Elias sits at the kitchen table, watching a YouTube channel hosted by a man who takes videos of elevators in hotels and office buildings.
(If I could assume, I'd say he's on the spectrum too.)
Elias now knows the different sounds of Dover and Schindler dings. He can tell if an Otis elevator is a Series One from the shape of the buttons. He refers to "classic Otis leveling" when we reach our chosen floor and looks to find the carrying capacity posted inside.
He has taught us about less known names like Kone and Thyssenkrupp, laughing uncontrollably at his Dad when Nick mispronounced the second name in a short iPhone video he sent to us from Anchorage-- Elias's giggles infecting me, till both our eyes watered, mine for the pure sight of Elias's unabashed joy.
Elias smiles to himself at something the YouTube host says, his head bent close to the screen, absorbed in a world of silver boxes that rise.
Olive sits next to him, cutting out an indigo butterfly she drew on a piece of white printer paper. "Mom, I'm not going to use my iPad all this year. Can I sell it?"
I smile at the contrast between my kids. Olive an endless aquamarine pool of imagination and action; Elias a fern and dandelion sponge for information, no detail too specific for his file cabinet mind.
While reading The Night of the Dragon, #55 in the Magic Tree House series, Jack or Annie referred to a past adventure that I couldn't recall, despite feeling as though I've read all the Treehouse books to my son over the past five years, as he resists a new collection of books, the repetition and predictability of a return to the Frog Creek woods a comfort to Elias in this chaotic world that is not in number order.
"I don't remember that one," I said.
And without a pause, without even looking up from the page, Elias said: "Its number 14. After the volcano and before the earthquake."
I just looked at my boy, awed by his numerical memory.
He later corrected himself and told me that "Viking Ship at Sunrise" was actually number fifteen and the earthquake story came later.
And I forget where I put my burnt orange coffee cup almost every morning, the names of my old teachers, my license plate number, the face of someone I've met-- files scattered across the sepia floor of my mind, unretrievable, especially when called.
And then there's Olive, whose creative impulses turn our cabin upside down, the living room a stage, kitchen table an art studio, her bedroom a tumble of stuffed animals, papers, and clothes, with no structure to the heap, no empty space on the floor, no map, no boxes, no lines.
No wonder my children clash.
No wonder a four-wheeler tied to a trailer left on the top rung of the ladder can turn a playground into a battle field.
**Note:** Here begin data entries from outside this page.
//! RiskPilot CLI.
//!
//! # 사용 예시
//!
//! ```bash
//! # 거래 기록 재생 후 파라미터 적응 (경보 수준 high)
//! riskpilot adapt -s BTC/USDT --trades data/trades.json --prices data/prices.json --alert high
//!
//! # 1년 포트폴리오 투영 + Monte Carlo 요약
//! riskpilot project --initial 10000 --annual-return 0.10 --volatility 0.30 --horizon 1y --monte-carlo
//!
//! # 리스크 점수
//! riskpilot score --allocations 0.5,0.3,0.2 --snapshot data/snapshot.json
//!
//! # 가치 시계열 지표
//! riskpilot metrics --values data/equity.json
//! ```

use anyhow::{anyhow, Context, Result};
use clap::{Parser, Subcommand};
use riskpilot_analytics::PortfolioProjector;
use riskpilot_core::{
    init_logging, AlertLevel, AppConfig, LogConfig, LogFormat, ProjectionScenario,
    SnapshotMetrics,
};
use riskpilot_risk::AdaptiveRiskConfig;
use serde::Serialize;
use std::path::PathBuf;
use tracing::info;

use riskpilot_cli::commands::adapt::{run_adapt, AdaptConfig};
use riskpilot_cli::commands::metrics::run_metrics;
use riskpilot_cli::commands::project::{parse_horizon, run_project, ProjectConfig};
use riskpilot_cli::commands::read_json;
use riskpilot_cli::commands::score::{parse_allocations, run_score};

#[derive(Parser)]
#[command(name = "riskpilot")]
#[command(about = "RiskPilot - 적응형 리스크 파라미터 및 포트폴리오 분석 도구", long_about = None)]
#[command(version)]
struct Cli {
    /// 설정 파일 (없으면 기본값)
    #[arg(short, long, global = true, default_value = "config/riskpilot.toml")]
    config: PathBuf,

    /// 로그 형식 덮어쓰기 (pretty, json, compact)
    #[arg(long, global = true)]
    log_format: Option<String>,

    /// 적응 span 생성/종료 이벤트 출력
    #[arg(long, global = true, default_value = "false")]
    log_spans: bool,

    #[command(subcommand)]
    command: Commands,
}

#[derive(Subcommand)]
enum Commands {
    /// 거래 기록을 재생하고 리스크 파라미터를 적응
    Adapt {
        /// 심볼 (예: BTC/USDT)
        #[arg(short, long, default_value = "DEFAULT")]
        symbol: String,

        /// 거래 결과 JSON 배열 파일
        #[arg(short, long)]
        trades: PathBuf,

        /// 최근 가격 JSON 배열 파일
        #[arg(short, long)]
        prices: Option<PathBuf>,

        /// 복원할 상태 파일
        #[arg(long)]
        state: Option<PathBuf>,

        /// 결과 상태 저장 경로
        #[arg(long)]
        save_state: Option<PathBuf>,

        /// 경보 수준 (none, low, medium, high, critical)
        #[arg(short, long, default_value = "none")]
        alert: String,

        /// 설정 프리셋 (default, conservative, aggressive)
        #[arg(long, default_value = "default")]
        profile: String,

        /// 최적화를 블로킹 스레드에서 실행
        #[arg(long, default_value = "false")]
        detached: bool,
    },

    /// 포트폴리오 가치 투영
    Project {
        /// 초기 가치
        #[arg(long)]
        initial: f64,

        /// 연율 기대 수익률 (0.10 = 10%)
        #[arg(long)]
        annual_return: f64,

        /// 연율 변동성 (0.30 = 30%)
        #[arg(long)]
        volatility: f64,

        /// 기간 (예: 365d, 12w, 6m, 2y)
        #[arg(long, default_value = "1y")]
        horizon: String,

        /// 정기 적립 금액
        #[arg(long)]
        contribution: Option<f64>,

        /// 적립 주기 (일)
        #[arg(long, default_value = "30")]
        every_days: u32,

        /// 시드 (기본: 설정값)
        #[arg(long)]
        seed: Option<u64>,

        /// Monte Carlo 요약 포함
        #[arg(long, default_value = "false")]
        monte_carlo: bool,

        /// 일별 경로 전체 출력
        #[arg(long, default_value = "false")]
        full_paths: bool,
    },

    /// 포트폴리오 리스크 점수
    Score {
        /// 쉼표로 구분된 비중 (합계 1)
        #[arg(short, long)]
        allocations: String,

        /// 스냅샷 지표 JSON 파일
        #[arg(long)]
        snapshot: Option<PathBuf>,
    },

    /// 가치 시계열에서 스냅샷 지표 계산
    Metrics {
        /// 가치 시계열 JSON 배열 파일
        #[arg(short, long)]
        values: PathBuf,

        /// 연율 무위험 이자율 (기본: 설정값)
        #[arg(long)]
        risk_free_rate: Option<f64>,
    },
}

fn print_json<T: Serialize>(value: &T) -> Result<()> {
    println!("{}", serde_json::to_string_pretty(value)?);
    Ok(())
}

fn risk_profile(name: &str, app: &AppConfig) -> Result<AdaptiveRiskConfig> {
    match name.to_lowercase().as_str() {
        "default" => Ok(AdaptiveRiskConfig::from_settings(&app.risk)),
        "conservative" => Ok(AdaptiveRiskConfig::conservative()),
        "aggressive" => Ok(AdaptiveRiskConfig::aggressive()),
        other => Err(anyhow!(
            "Invalid profile: {other}. Use: default, conservative, aggressive"
        )),
    }
}

#[tokio::main]
async fn main() -> Result<()> {
    dotenvy::dotenv().ok();

    let cli = Cli::parse();
    let app = AppConfig::load(&cli.config)
        .with_context(|| format!("Failed to load config {}", cli.config.display()))?;

    // 트레이싱 초기화
    let mut log_config = LogConfig::from(&app.logging);
    if let Some(format) = &cli.log_format {
        log_config = log_config.with_format(format.parse::<LogFormat>()?);
    }
    if cli.log_spans {
        log_config = log_config.with_span_events(true);
    }
    init_logging(log_config).context("Failed to initialize logging")?;

    match cli.command {
        Commands::Adapt {
            symbol,
            trades,
            prices,
            state,
            save_state,
            alert,
            profile,
            detached,
        } => {
            let alert: AlertLevel = alert.parse()?;
            let risk = risk_profile(&profile, &app)?;

            let summary = run_adapt(
                AdaptConfig {
                    symbol,
                    trades_path: trades,
                    prices_path: prices,
                    state_path: state,
                    save_state,
                    alert,
                    detached,
                },
                risk,
            )
            .await?;
            print_json(&summary)?;
        }

        Commands::Project {
            initial,
            annual_return,
            volatility,
            horizon,
            contribution,
            every_days,
            seed,
            monte_carlo,
            full_paths,
        } => {
            let horizon = parse_horizon(&horizon)?;
            let mut scenario = ProjectionScenario::new(initial, annual_return, volatility, horizon);
            if let Some(amount) = contribution {
                scenario = scenario.with_contribution(amount, every_days);
            }

            let projector = PortfolioProjector::new(app.projection.clone());
            let report = run_project(
                ProjectConfig {
                    scenario,
                    seed,
                    monte_carlo,
                    full_paths,
                },
                &projector,
            )?;
            info!(
                expected = report.projection.expected_terminal,
                days = report.projection.days,
                "투영 완료"
            );
            print_json(&report)?;
        }

        Commands::Score {
            allocations,
            snapshot,
        } => {
            let allocations = parse_allocations(&allocations)?;
            let snapshot: SnapshotMetrics = match snapshot {
                Some(path) => read_json(path)?,
                None => Default::default(),
            };
            print_json(&run_score(&allocations, &snapshot)?)?;
        }

        Commands::Metrics {
            values,
            risk_free_rate,
        } => {
            let rate = risk_free_rate.unwrap_or(app.projection.risk_free_rate);
            print_json(&run_metrics(&values, rate)?)?;
        }
    }

    Ok(())
}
A sweet boy into an unthinking storm of fury and will. A strong girl into the hunted, seeking somewhere safe to hide.
Me in the middle wanting to rewind.
But time only moves forward, not back, each second adding to the space between. Between events, between memories, between night and the goldenrod dawn of a new day.
When Olive doesn't feel tired at bedtime, we let her keep her light on and draw. She often fills multiple pages in her sketch book before falling asleep next to her box of crayons-- sea green, periwinkle, mahogany, tumbleweed, sunglow, robin egg blue -- that tip and scatter across her lavender flowered sheets.
Last night, after an easy Sunday, that included a walk in the woods of our new home, through a "Devil's Club jungle," over fallen Spruce, along a mossy bank, into a new part of the verdant forest, with Olive moving with ease as the leader, me in the middle assisting Elias as he worked twice as hard to navigate the bramble, with a body that doesn't receive clear directions from his brain, after we successfully returned to our clearing without injury or mishap, without tears or anger, after both children ate their plates clean and showered and lay their contrary heads on separate soft pillows, after Nick and I stayed up talking and connecting the way husbands and wives can, we found this picture on Olive's chest...
the word "love" written in violet, broken in two, within the square lines of the skateboarder's shirt, her arms spread wide, as the canary sun clearly shines over the magenta mountains and shamrock trees that, without question, rise.